I tried finding an algorithm that would give me perfect plausible deniability, so if you shared a link X with a password you could use a different password and get Y, saying you never intended to share X. It doesn’t exist 😢 I came up with a workaround by adding decoys which are mutable XOR ciphers joined, it allows you to set what other data is included, so you can tailor your alibi.
Here is the demo link. There are three memes you can find
Password: test1, test2, test3
Safety
It should be safe to share data encrypted with this method, I did some basic brute force tests and did not find any shortcuts, I have a rough estimate of a billion years on a server farm for a 12digit password.
Considerations
@calcopiritus@lemmy.world said:
“There’s 2 secrets here: the link and the password. And to share it with someone you need to share 2 secrets: the locked link and the password.”
A strong password is almost impossible to crack, but you can use a popular text link tool like pastebin with expiry to mask the encrypted data. As for eliminating the password, I have considered using the site as the ‘shared secret’ so you share just the cipher, and if you know the URL you can paste it in, and it would be encrypted/decrypted with a derived key the site stored.
Setting aside the cryptographic merits (and concerns) of designing your own encryption, can you explain how a URL redirector requiring a key would provide plausible deniability?
The very fact that a key is required – and that there’s an option for adding decoy targets – means that any adversary could guess with reasonable certainty that the sender or recipient of such an obfuscated link does in-fact have something to hide.
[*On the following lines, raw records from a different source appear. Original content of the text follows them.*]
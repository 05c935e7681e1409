//! Parsed path representation.

use super::accessor;
use super::parser::{Parser, PathSyntax};
use crate::document::node::Document;
use std::fmt;

/// One step of a parsed path.
#[derive(Debug, Clone, PartialEq, Eq)]
pub enum Segment {
    /// A literal key. Sequences read it as an index, maps as a string.
    Key(String),
    /// `[$name]`: the key is whatever `name` resolves to in the root document.
    Indirect(String),
    /// `[]`: the next free index of the container (only meaningful for writes).
    Append,
}

impl fmt::Display for Segment {
    fn fmt(&self, f: &mut fmt::Formatter<'_>) -> fmt::Result {
        match self {
            Segment::Key(key) => write!(f, "{}", key),
            Segment::Indirect(name) => write!(f, "[${}]", name),
            Segment::Append => write!(f, "[]"),
        }
    }
}

/// A segment after indirect references have been looked up.
#[derive(Debug, Clone, PartialEq, Eq)]
pub enum Step {
    Key(String),
    Append,
}

impl Step {
    pub fn as_key(&self) -> Option<&str> {
        match self {
            Step::Key(key) => Some(key),
            Step::Append => None,
        }
    }
}

/// A parsed path: the raw text plus its segments.
///
/// Parsing never yields an empty segment list; a path without any delimiter
/// or bracket group is a single literal key.
#[derive(Debug, Clone, PartialEq, Eq)]
pub struct PathExpression {
    raw: String,
    segments: Vec<Segment>,
}

impl PathExpression {
    pub(crate) fn new(raw: &str, segments: Vec<Segment>) -> Self {
        Self {
            raw: raw.to_string(),
            segments,
        }
    }

    /// Parses a path using the default syntax (`.` delimiter, `$` marker).
    pub fn parse(raw: &str) -> Self {
        Parser::parse(raw, &PathSyntax::default())
    }

    pub fn parse_with(raw: &str, syntax: &PathSyntax) -> Self {
        Parser::parse(raw, syntax)
    }

    pub fn raw(&self) -> &str {
        &self.raw
    }

    pub fn segments(&self) -> &[Segment] {
        &self.segments
    }

    pub fn is_indirect(&self) -> bool {
        self.segments
            .iter()
            .any(|s| matches!(s, Segment::Indirect(_)))
    }

    /// Resolves indirect segments against `root`.
    ///
    /// An indirect reference that does not resolve, or resolves to null or
    /// a container, becomes the empty key.
    pub fn resolve(&self, root: &Document, syntax: &PathSyntax) -> Vec<Step> {
        self.segments
            .iter()
            .map(|segment| match segment {
                Segment::Key(key) => Step::Key(key.clone()),
                Segment::Indirect(name) => {
                    let key = accessor::get_with(root, name, syntax)
                        .map(Document::to_key_string)
                        .unwrap_or_default();
                    Step::Key(key)
                }
                Segment::Append => Step::Append,
            })
            .collect()
    }
}

impl fmt::Display for PathExpression {
    fn fmt(&self, f: &mut fmt::Formatter<'_>) -> fmt::Result {
        f.write_str(&self.raw)
    }
}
And this isn’t something like with encrypted messaging apps where the payload needs to be saved offline and brute-forced later. Rather, an adversary would simply start sniffing the recipient’s network immediately after seeing the obfuscated link pass by in plain text. What their traffic logs would show is the subsequent connection to the real link, and even if that’s something protected with HTTPS – perhaps https://ddosecrets.com/ – then the game is up because the adversary can correctly deduce the destination from only the IP address, without breaking TLS/SSL.
This is almost akin to why encrypted email doesn’t substantially protect the sender: all it takes is someone to do a non-encryted reply-all and the entire email thread is sent in plain text. Use PGP or GPG to encrypt attachments to email if you must, or just use Signal which Just Works ™ for messaging. We need not reinvent the wheel when it’s already been built. But for learning, that’s fine. Just don’t use it in production or ask others to trust it.
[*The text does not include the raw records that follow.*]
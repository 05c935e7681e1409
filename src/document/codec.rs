//! Conversion between `Document` and text.
//!
//! `Document` implements serde's `Serialize` and `Deserialize` directly so
//! that key order survives a round trip through any serde format. Sequences
//! serialize as arrays. Maps serialize as objects unless their keys are
//! exactly `"0"` to `"n-1"` in order, in which case they are written as
//! arrays; a map left with sparse integer keys after a delete stays an
//! object.
//!
//! The printers at the bottom of this module produce the text nestpath
//! writes to disk: a compact single-line form and an indented form that keeps
//! short all-scalar containers on one line.

use super::node::{is_list_shaped, Document, Map, Number};
use crate::error::Result;
use serde::de::{self, Deserialize, Deserializer, MapAccess, SeqAccess, Visitor};
use serde::ser::{Serialize, SerializeMap, SerializeSeq, Serializer};
use std::fmt;

impl Serialize for Document {
    fn serialize<S: Serializer>(&self, serializer: S) -> std::result::Result<S::Ok, S::Error> {
        match self {
            Document::Null => serializer.serialize_unit(),
            Document::Bool(b) => serializer.serialize_bool(*b),
            Document::Number(Number::Integer(i)) => serializer.serialize_i64(*i),
            Document::Number(Number::Float(f)) => serializer.serialize_f64(*f),
            Document::String(s) => serializer.serialize_str(s),
            Document::Sequence(items) => {
                let mut seq = serializer.serialize_seq(Some(items.len()))?;
                for item in items {
                    seq.serialize_element(item)?;
                }
                seq.end()
            }
            Document::Map(map) if is_list_shaped(map) => {
                let mut seq = serializer.serialize_seq(Some(map.len()))?;
                for item in map.values() {
                    seq.serialize_element(item)?;
                }
                seq.end()
            }
            Document::Map(map) => {
                let mut out = serializer.serialize_map(Some(map.len()))?;
                for (key, value) in map {
                    out.serialize_entry(key, value)?;
                }
                out.end()
            }
        }
    }
}

struct DocumentVisitor;

impl<'de> Visitor<'de> for DocumentVisitor {
    type Value = Document;

    fn expecting(&self, f: &mut fmt::Formatter) -> fmt::Result {
        f.write_str("any JSON-compatible value")
    }

    fn visit_bool<E: de::Error>(self, v: bool) -> std::result::Result<Document, E> {
        Ok(Document::Bool(v))
    }

    fn visit_i64<E: de::Error>(self, v: i64) -> std::result::Result<Document, E> {
        Ok(Document::Number(Number::Integer(v)))
    }

    fn visit_u64<E: de::Error>(self, v: u64) -> std::result::Result<Document, E> {
        Ok(match i64::try_from(v) {
            Ok(i) => Document::Number(Number::Integer(i)),
            Err(_) => Document::Number(Number::Float(v as f64)),
        })
    }

    fn visit_f64<E: de::Error>(self, v: f64) -> std::result::Result<Document, E> {
        Ok(Document::Number(Number::Float(v)))
    }

    fn visit_str<E: de::Error>(self, v: &str) -> std::result::Result<Document, E> {
        Ok(Document::String(v.to_string()))
    }

    fn visit_string<E: de::Error>(self, v: String) -> std::result::Result<Document, E> {
        Ok(Document::String(v))
    }

    fn visit_unit<E: de::Error>(self) -> std::result::Result<Document, E> {
        Ok(Document::Null)
    }

    fn visit_none<E: de::Error>(self) -> std::result::Result<Document, E> {
        Ok(Document::Null)
    }

    fn visit_some<D: Deserializer<'de>>(self, d: D) -> std::result::Result<Document, D::Error> {
        Document::deserialize(d)
    }

    fn visit_seq<A: SeqAccess<'de>>(self, mut seq: A) -> std::result::Result<Document, A::Error> {
        let mut items = Vec::with_capacity(seq.size_hint().unwrap_or(0));
        while let Some(item) = seq.next_element()? {
            items.push(item);
        }
        Ok(Document::Sequence(items))
    }

    fn visit_map<A: MapAccess<'de>>(self, mut access: A) -> std::result::Result<Document, A::Error> {
        let mut map = Map::with_capacity(access.size_hint().unwrap_or(0));
        while let Some((key, value)) = access.next_entry::<MapKey, Document>()? {
            map.insert(key.0, value);
        }
        Ok(Document::Map(map))
    }
}

impl<'de> Deserialize<'de> for Document {
    fn deserialize<D: Deserializer<'de>>(deserializer: D) -> std::result::Result<Self, D::Error> {
        deserializer.deserialize_any(DocumentVisitor)
    }
}

/// A map key; YAML allows scalar keys of any type, which are stringified.
struct MapKey(String);

struct MapKeyVisitor;

impl<'de> Visitor<'de> for MapKeyVisitor {
    type Value = MapKey;

    fn expecting(&self, f: &mut fmt::Formatter) -> fmt::Result {
        f.write_str("a scalar map key")
    }

    fn visit_str<E: de::Error>(self, v: &str) -> std::result::Result<MapKey, E> {
        Ok(MapKey(v.to_string()))
    }

    fn visit_string<E: de::Error>(self, v: String) -> std::result::Result<MapKey, E> {
        Ok(MapKey(v))
    }

    fn visit_i64<E: de::Error>(self, v: i64) -> std::result::Result<MapKey, E> {
        Ok(MapKey(v.to_string()))
    }

    fn visit_u64<E: de::Error>(self, v: u64) -> std::result::Result<MapKey, E> {
        Ok(MapKey(v.to_string()))
    }

    fn visit_f64<E: de::Error>(self, v: f64) -> std::result::Result<MapKey, E> {
        Ok(MapKey(v.to_string()))
    }

    fn visit_bool<E: de::Error>(self, v: bool) -> std::result::Result<MapKey, E> {
        Ok(MapKey(v.to_string()))
    }

    fn visit_unit<E: de::Error>(self) -> std::result::Result<MapKey, E> {
        Ok(MapKey(String::new()))
    }
}

impl<'de> Deserialize<'de> for MapKey {
    fn deserialize<D: Deserializer<'de>>(deserializer: D) -> std::result::Result<Self, D::Error> {
        deserializer.deserialize_any(MapKeyVisitor)
    }
}

/// Parses JSON text into a document.
///
/// # Example
///
/// ```
/// use nestpath::document::codec::parse_json;
///
/// let doc = parse_json(r#"{"b": 1, "a": [true, null]}"#).unwrap();
/// assert_eq!(doc.keys(), vec!["b", "a"]);
/// ```
pub fn parse_json(text: &str) -> Result<Document> {
    Ok(serde_json::from_str(text)?)
}

/// Parses YAML text into a document. Non-string keys are stringified.
pub fn parse_yaml(text: &str) -> Result<Document> {
    Ok(serde_yaml::from_str(text)?)
}

/// Parses newline-delimited JSON into a sequence. Blank lines are skipped.
pub fn parse_json_lines(text: &str) -> Result<Document> {
    let mut lines = Vec::new();
    for line in text.lines() {
        if line.trim().is_empty() {
            continue;
        }
        lines.push(parse_json(line)?);
    }
    Ok(Document::Sequence(lines))
}

/// Serializes a document to a compact single-line JSON string.
pub fn to_json_compact(doc: &Document) -> String {
    match doc {
        Document::Map(map) if is_list_shaped(map) => compact_array(map.values()),
        Document::Map(map) => {
            if map.is_empty() {
                return "{}".to_string();
            }
            let parts: Vec<String> = map
                .iter()
                .map(|(key, value)| {
                    format!("\"{}\":{}", escape_json_string(key), to_json_compact(value))
                })
                .collect();
            format!("{{{}}}", parts.join(","))
        }
        Document::Sequence(items) => compact_array(items.iter()),
        scalar => serialize_scalar(scalar),
    }
}

fn compact_array<'a>(items: impl Iterator<Item = &'a Document>) -> String {
    let parts: Vec<String> = items.map(to_json_compact).collect();
    format!("[{}]", parts.join(","))
}

/// Serializes a document to indented JSON.
///
/// Containers whose children are all scalars stay on one line when that line
/// fits in 80 characters.
pub fn to_json_pretty(doc: &Document, indent_size: usize) -> String {
    serialize_node(doc, indent_size, 0)
}

fn serialize_node(doc: &Document, indent_size: usize, current_depth: usize) -> String {
    let indent = " ".repeat(indent_size * current_depth);
    let next_indent = " ".repeat(indent_size * (current_depth + 1));

    match doc {
        Document::Map(map) if is_list_shaped(map) => {
            let items: Vec<&Document> = map.values().collect();
            serialize_array(&items, indent_size, current_depth)
        }
        Document::Map(map) => {
            if map.is_empty() {
                return "{}".to_string();
            }

            if map.values().all(|v| !v.is_container()) {
                let parts: Vec<String> = map
                    .iter()
                    .map(|(k, v)| format!("\"{}\": {}", escape_json_string(k), serialize_scalar(v)))
                    .collect();
                let compact = format!("{{{}}}", parts.join(", "));
                if compact.len() <= 80 {
                    return compact;
                }
            }

            let mut result = "{\n".to_string();
            for (i, (key, value)) in map.iter().enumerate() {
                result.push_str(&next_indent);
                result.push_str(&format!("\"{}\": ", escape_json_string(key)));
                result.push_str(&serialize_node(value, indent_size, current_depth + 1));
                if i < map.len() - 1 {
                    result.push(',');
                }
                result.push('\n');
            }
            result.push_str(&indent);
            result.push('}');
            result
        }
        Document::Sequence(items) => {
            let items: Vec<&Document> = items.iter().collect();
            serialize_array(&items, indent_size, current_depth)
        }
        scalar => serialize_scalar(scalar),
    }
}

fn serialize_array(items: &[&Document], indent_size: usize, current_depth: usize) -> String {
    if items.is_empty() {
        return "[]".to_string();
    }

    if items.iter().all(|v| !v.is_container()) {
        let parts: Vec<String> = items.iter().map(|v| serialize_scalar(v)).collect();
        let compact = format!("[{}]", parts.join(", "));
        if compact.len() <= 80 {
            return compact;
        }
    }

    let indent = " ".repeat(indent_size * current_depth);
    let next_indent = " ".repeat(indent_size * (current_depth + 1));
    let mut result = "[\n".to_string();
    for (i, item) in items.iter().enumerate() {
        result.push_str(&next_indent);
        result.push_str(&serialize_node(item, indent_size, current_depth + 1));
        if i < items.len() - 1 {
            result.push(',');
        }
        result.push('\n');
    }
    result.push_str(&indent);
    result.push(']');
    result
}

/// Serializes a non-container value. Containers fall back to compact form.
fn serialize_scalar(doc: &Document) -> String {
    match doc {
        Document::String(s) => format!("\"{}\"", escape_json_string(s)),
        Document::Number(Number::Integer(i)) => i.to_string(),
        Document::Number(Number::Float(f)) => {
            if !f.is_finite() {
                "null".to_string()
            } else if f.fract() == 0.0 && f.abs() < 1e16 {
                // keep floats distinguishable from integers on reload
                format!("{:.1}", f)
            } else {
                f.to_string()
            }
        }
        Document::Bool(b) => b.to_string(),
        Document::Null => "null".to_string(),
        container => to_json_compact(container),
    }
}

fn escape_json_string(s: &str) -> String {
    let mut result = String::with_capacity(s.len());

    for c in s.chars() {
        match c {
            '\\' => result.push_str("\\\\"),
            '"' => result.push_str("\\\""),
            '\n' => result.push_str("\\n"),
            '\r' => result.push_str("\\r"),
            '\t' => result.push_str("\\t"),
            '\x08' => result.push_str("\\b"),
            '\x0C' => result.push_str("\\f"),
            c if c.is_control() => {
                result.push_str(&format!("\\u{:04x}", c as u32));
            }
            c => result.push(c),
        }
    }

    result
}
Hey, thanks for the thoughtful breakdown. I probably should label it: warning random IT grad project. I mistakenly believed I could make something that was good, well it’s a lot more difficult. You’re right that this doesn’t provide the kind of plausible deniability I initially hoped for, the decoys were just a workaround, because I couldn’t find the type of algorithm I wanted.
The query parameters are masked with HTTPS so you’re not revealing any extra data, it would just look like any other redirect if you were packet sniffing. And when visiting the destination links, your normal OPSEC still applies, like changing your DNS, using a VPN, etc. I was just seeing if this project would find some sort of use, but I only spend two days on it and it was a fun learning experience.
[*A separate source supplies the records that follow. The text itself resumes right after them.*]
//! Document value representation.
//!
//! Every operation in nestpath works on a single tagged value type. A
//! `Document` is a tree of insertion-ordered maps and integer-indexed
//! sequences with scalar leaves, mirroring a parsed JSON value while keeping
//! the distinction between list-like (`[...]`) and object-like (`{...}`)
//! containers.
//!
//! # Example
//!
//! ```
//! use nestpath::document::node::{Document, Map};
//!
//! let mut user = Map::new();
//! user.insert("name".to_string(), Document::from("Alice"));
//! user.insert("age".to_string(), Document::from(30));
//! let doc = Document::Map(user);
//!
//! assert!(doc.is_map());
//! assert_eq!(doc.child("name"), Some(&Document::from("Alice")));
//! ```

use indexmap::IndexMap;
use std::fmt;
use tracing::debug;

/// An insertion-ordered, string-keyed map of documents.
pub type Map = IndexMap<String, Document>;

/// A number that keeps integers and floats apart.
///
/// Strict equality between an integer and a float never holds, even when the
/// two represent the same quantity.
#[derive(Debug, Clone, Copy, PartialEq)]
pub enum Number {
    Integer(i64),
    Float(f64),
}

impl fmt::Display for Number {
    fn fmt(&self, f: &mut fmt::Formatter<'_>) -> fmt::Result {
        match self {
            Number::Integer(i) => write!(f, "{}", i),
            Number::Float(fl) => write!(f, "{}", fl),
        }
    }
}

impl Number {
    pub fn as_f64(&self) -> f64 {
        match self {
            Number::Integer(i) => *i as f64,
            Number::Float(f) => *f,
        }
    }

    pub fn as_i64(&self) -> Option<i64> {
        match self {
            Number::Integer(i) => Some(*i),
            Number::Float(_) => None,
        }
    }

    /// Parses a numeric string the way loose comparisons expect:
    /// surrounding whitespace is ignored, integers stay integers.
    pub fn parse(s: &str) -> Option<Number> {
        let trimmed = s.trim();
        if trimmed.is_empty() {
            return None;
        }
        if let Ok(i) = trimmed.parse::<i64>() {
            return Some(Number::Integer(i));
        }
        // Rust accepts "inf"/"nan" spellings; numeric strings never do.
        if trimmed.chars().any(|c| c.is_ascii_alphabetic() && c != 'e' && c != 'E') {
            return None;
        }
        trimmed.parse::<f64>().ok().map(Number::Float)
    }
}

/// A document value.
///
/// `PartialEq` on `Document` is strict equality: values must have the same
/// kind and the same content (`Integer(1) != Float(1.0)`). Map equality does
/// not depend on key order.
#[derive(Debug, Clone, PartialEq, Default)]
pub enum Document {
    #[default]
    Null,
    Bool(bool),
    Number(Number),
    String(String),
    /// An ordered, integer-indexed list.
    Sequence(Vec<Document>),
    /// An insertion-ordered, string-keyed map.
    Map(Map),
}

impl Document {
    /// Creates an empty map document.
    pub fn map() -> Self {
        Document::Map(Map::new())
    }

    /// Creates an empty sequence document.
    pub fn sequence() -> Self {
        Document::Sequence(Vec::new())
    }

    /// Returns a short name for the value's kind, used in error messages.
    pub fn kind_name(&self) -> &'static str {
        match self {
            Document::Null => "null",
            Document::Bool(_) => "bool",
            Document::Number(_) => "number",
            Document::String(_) => "string",
            Document::Sequence(_) => "sequence",
            Document::Map(_) => "map",
        }
    }

    pub fn is_null(&self) -> bool {
        matches!(self, Document::Null)
    }

    pub fn is_map(&self) -> bool {
        matches!(self, Document::Map(_))
    }

    pub fn is_sequence(&self) -> bool {
        matches!(self, Document::Sequence(_))
    }

    /// Returns true for maps and sequences.
    pub fn is_container(&self) -> bool {
        matches!(self, Document::Map(_) | Document::Sequence(_))
    }

    /// Returns true for booleans, numbers and strings. Null is not a scalar.
    pub fn is_scalar(&self) -> bool {
        matches!(
            self,
            Document::Bool(_) | Document::Number(_) | Document::String(_)
        )
    }

    pub fn as_map(&self) -> Option<&Map> {
        match self {
            Document::Map(map) => Some(map),
            _ => None,
        }
    }

    pub fn as_sequence(&self) -> Option<&[Document]> {
        match self {
            Document::Sequence(items) => Some(items),
            _ => None,
        }
    }

    pub fn as_i64(&self) -> Option<i64> {
        match self {
            Document::Number(n) => n.as_i64(),
            _ => None,
        }
    }

    /// Number of direct children; zero for scalars and null.
    pub fn len(&self) -> usize {
        match self {
            Document::Map(map) => map.len(),
            Document::Sequence(items) => items.len(),
            _ => 0,
        }
    }

    /// True for containers without children and for null.
    pub fn is_empty(&self) -> bool {
        match self {
            Document::Map(map) => map.is_empty(),
            Document::Sequence(items) => items.is_empty(),
            Document::Null => true,
            _ => false,
        }
    }

    /// Truthiness used when a where-clause flag such as `exist` is read.
    pub fn is_truthy(&self) -> bool {
        match self {
            Document::Null => false,
            Document::Bool(b) => *b,
            Document::Number(n) => n.as_f64() != 0.0,
            Document::String(s) => !s.is_empty() && s != "0",
            Document::Sequence(items) => !items.is_empty(),
            Document::Map(map) => !map.is_empty(),
        }
    }

    /// Coerces the value into a map key.
    ///
    /// Strings are used as-is, numbers and booleans use their display form,
    /// and null or containers become the empty string.
    pub fn to_key_string(&self) -> String {
        match self {
            Document::String(s) => s.clone(),
            Document::Number(n) => n.to_string(),
            Document::Bool(b) => b.to_string(),
            Document::Null | Document::Sequence(_) | Document::Map(_) => String::new(),
        }
    }

    /// Looks up a direct child by key.
    ///
    /// Maps match the key string exactly; sequences interpret it as an
    /// index and return `None` when it is not a valid one.
    pub fn child(&self, key: &str) -> Option<&Document> {
        match self {
            Document::Map(map) => map.get(key),
            Document::Sequence(items) => parse_index(key).and_then(|i| items.get(i)),
            _ => None,
        }
    }

    pub fn child_mut(&mut self, key: &str) -> Option<&mut Document> {
        match self {
            Document::Map(map) => map.get_mut(key),
            Document::Sequence(items) => parse_index(key).and_then(move |i| items.get_mut(i)),
            _ => None,
        }
    }

    pub fn contains_key(&self, key: &str) -> bool {
        self.child(key).is_some()
    }

    /// Returns the keys of a container in iteration order.
    ///
    /// Sequence keys are their indices rendered as strings.
    pub fn keys(&self) -> Vec<String> {
        match self {
            Document::Map(map) => map.keys().cloned().collect(),
            Document::Sequence(items) => (0..items.len()).map(|i| i.to_string()).collect(),
            _ => Vec::new(),
        }
    }

    /// Returns `(key, child)` pairs of a container in iteration order.
    pub fn entries(&self) -> Vec<(String, &Document)> {
        match self {
            Document::Map(map) => map.iter().map(|(k, v)| (k.clone(), v)).collect(),
            Document::Sequence(items) => items
                .iter()
                .enumerate()
                .map(|(i, v)| (i.to_string(), v))
                .collect(),
            _ => Vec::new(),
        }
    }

    /// Removes a direct child without renumbering its siblings.
    ///
    /// Removing the last element of a sequence pops it. Removing any other
    /// element turns the sequence into a map keyed by the surviving original
    /// indices, so `[a, b, c]` minus index 0 becomes `{"1": b, "2": c}`.
    /// A map whose remaining keys are `"0"` to `"n-1"` in order turns back
    /// into a sequence, so `[a, b, c]` minus 1 then 2 is `[a]` again.
    pub fn remove_child(&mut self, key: &str) -> Option<Document> {
        match self {
            Document::Map(map) => {
                let removed = map.shift_remove(key);
                if removed.is_some() && is_list_shaped(map) {
                    debug!(len = map.len(), "remaining keys are contiguous, restoring sequence");
                    let items = std::mem::take(map).into_values().collect();
                    *self = Document::Sequence(items);
                }
                removed
            }
            Document::Sequence(items) => {
                let index = parse_index(key)?;
                if index >= items.len() {
                    return None;
                }
                if index + 1 == items.len() {
                    return items.pop();
                }
                debug!(index, "removing inner sequence element, keeping original indices");
                let mut map = Map::with_capacity(items.len());
                for (i, item) in std::mem::take(items).into_iter().enumerate() {
                    map.insert(i.to_string(), item);
                }
                let removed = map.shift_remove(key);
                *self = Document::Map(map);
                removed
            }
            _ => None,
        }
    }

    /// Next free index of a container.
    ///
    /// Sequences return their length. Maps return one past the largest
    /// integer key, or the entry count when no key is an integer.
    pub fn next_index(&self) -> usize {
        match self {
            Document::Sequence(items) => items.len(),
            Document::Map(map) => map
                .keys()
                .filter_map(|k| parse_index(k))
                .max()
                .map(|max| max + 1)
                .unwrap_or(map.len()),
            _ => 0,
        }
    }
}

/// Parses a canonical non-negative index (`"0"`, `"12"`, never `"01"` or `"+1"`).
pub fn parse_index(key: &str) -> Option<usize> {
    if key.is_empty() || !key.bytes().all(|b| b.is_ascii_digit()) {
        return None;
    }
    if key.len() > 1 && key.starts_with('0') {
        return None;
    }
    key.parse().ok()
}

/// True for a non-empty map keyed `"0"` to `"n-1"` in order. Such a map
/// has the shape of a list and is written out as an array.
pub fn is_list_shaped(map: &Map) -> bool {
    !map.is_empty() && map.keys().enumerate().all(|(i, key)| parse_index(key) == Some(i))
}

impl From<bool> for Document {
    fn from(b: bool) -> Self {
        Document::Bool(b)
    }
}

impl From<i64> for Document {
    fn from(i: i64) -> Self {
        Document::Number(Number::Integer(i))
    }
}

impl From<i32> for Document {
    fn from(i: i32) -> Self {
        Document::Number(Number::Integer(i64::from(i)))
    }
}

impl From<f64> for Document {
    fn from(f: f64) -> Self {
        Document::Number(Number::Float(f))
    }
}

impl From<Number> for Document {
    fn from(n: Number) -> Self {
        Document::Number(n)
    }
}

impl From<&str> for Document {
    fn from(s: &str) -> Self {
        Document::String(s.to_string())
    }
}

impl From<String> for Document {
    fn from(s: String) -> Self {
        Document::String(s)
    }
}

impl From<Vec<Document>> for Document {
    fn from(items: Vec<Document>) -> Self {
        Document::Sequence(items)
    }
}

impl From<Map> for Document {
    fn from(map: Map) -> Self {
        Document::Map(map)
    }
}

impl<T: Into<Document>> From<Option<T>> for Document {
    fn from(value: Option<T>) -> Self {
        value.map(Into::into).unwrap_or(Document::Null)
    }
}

impl fmt::Display for Document {
    fn fmt(&self, f: &mut fmt::Formatter<'_>) -> fmt::Result {
        f.write_str(&super::codec::to_json_compact(self))
    }
}

#[cfg(test)]
mod tests {
    use super::*;

    fn seq(items: &[i64]) -> Document {
        Document::Sequence(items.iter().map(|i| Document::from(*i)).collect())
    }

    #[test]
    fn test_number_parse() {
        assert_eq!(Number::parse("42"), Some(Number::Integer(42)));
        assert_eq!(Number::parse(" 4.5 "), Some(Number::Float(4.5)));
        assert_eq!(Number::parse("1e3"), Some(Number::Float(1000.0)));
        assert_eq!(Number::parse("abc"), None);
        assert_eq!(Number::parse("inf"), None);
        assert_eq!(Number::parse(""), None);
    }

    #[test]
    fn test_strict_equality_keeps_number_kinds_apart() {
        assert_ne!(Document::from(1), Document::from(1.0));
        assert_eq!(Document::from(1), Document::from(1i64));
    }

    #[test]
    fn test_parse_index_is_canonical() {
        assert_eq!(parse_index("0"), Some(0));
        assert_eq!(parse_index("17"), Some(17));
        assert_eq!(parse_index("01"), None);
        assert_eq!(parse_index("-1"), None);
        assert_eq!(parse_index("a"), None);
    }

    #[test]
    fn test_child_on_sequence_uses_index() {
        let doc = seq(&[10, 20, 30]);
        assert_eq!(doc.child("1"), Some(&Document::from(20)));
        assert_eq!(doc.child("3"), None);
        assert_eq!(doc.child("x"), None);
    }

    #[test]
    fn test_remove_last_sequence_element_pops() {
        let mut doc = seq(&[1, 2, 3]);
        assert_eq!(doc.remove_child("2"), Some(Document::from(3)));
        assert_eq!(doc, seq(&[1, 2]));
    }

    #[test]
    fn test_remove_inner_sequence_element_keeps_indices() {
        let mut doc = seq(&[1, 2, 3]);
        assert_eq!(doc.remove_child("0"), Some(Document::from(1)));
        let map = doc.as_map().unwrap();
        assert_eq!(map.keys().collect::<Vec<_>>(), vec!["1", "2"]);
        assert_eq!(doc.next_index(), 3);
    }

    #[test]
    fn test_remove_restores_sequence_when_keys_are_contiguous() {
        let mut doc = seq(&[1, 2, 3]);
        doc.remove_child("1");
        assert!(doc.is_map());
        doc.remove_child("2");
        assert_eq!(doc, seq(&[1]));
    }

    #[test]
    fn test_list_shape() {
        let mut map = Map::new();
        assert!(!is_list_shaped(&map));
        map.insert("0".to_string(), Document::from(1));
        map.insert("1".to_string(), Document::from(2));
        assert!(is_list_shaped(&map));
        map.swap_remove("0");
        assert!(!is_list_shaped(&map));
    }

    #[test]
    fn test_next_index_on_string_keyed_map_counts_entries() {
        let mut map = Map::new();
        map.insert("a".to_string(), Document::Null);
        map.insert("b".to_string(), Document::Null);
        assert_eq!(Document::Map(map).next_index(), 2);
    }

    #[test]
    fn test_to_key_string() {
        assert_eq!(Document::from("k").to_key_string(), "k");
        assert_eq!(Document::from(3).to_key_string(), "3");
        assert_eq!(Document::Null.to_key_string(), "");
        assert_eq!(Document::sequence().to_key_string(), "");
    }
}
I would encourage rolling your own crypto for fun, because, well, it is. But yeah, you should maybe also make clear that people should not use it, because that is rule 1 of cryptography.
I was also confused at first, but OP is using “plausible deniability” to mean “depending on what decryption key you attempt to use, you get different ‘decrypted’ data”, so you can have an alibi I suppose. Not “plausible deniability” in the sense of “plausibly this isn’t encrypted at all”.
Yeah, it’s much harder to completely hide the fact you’re using encryption.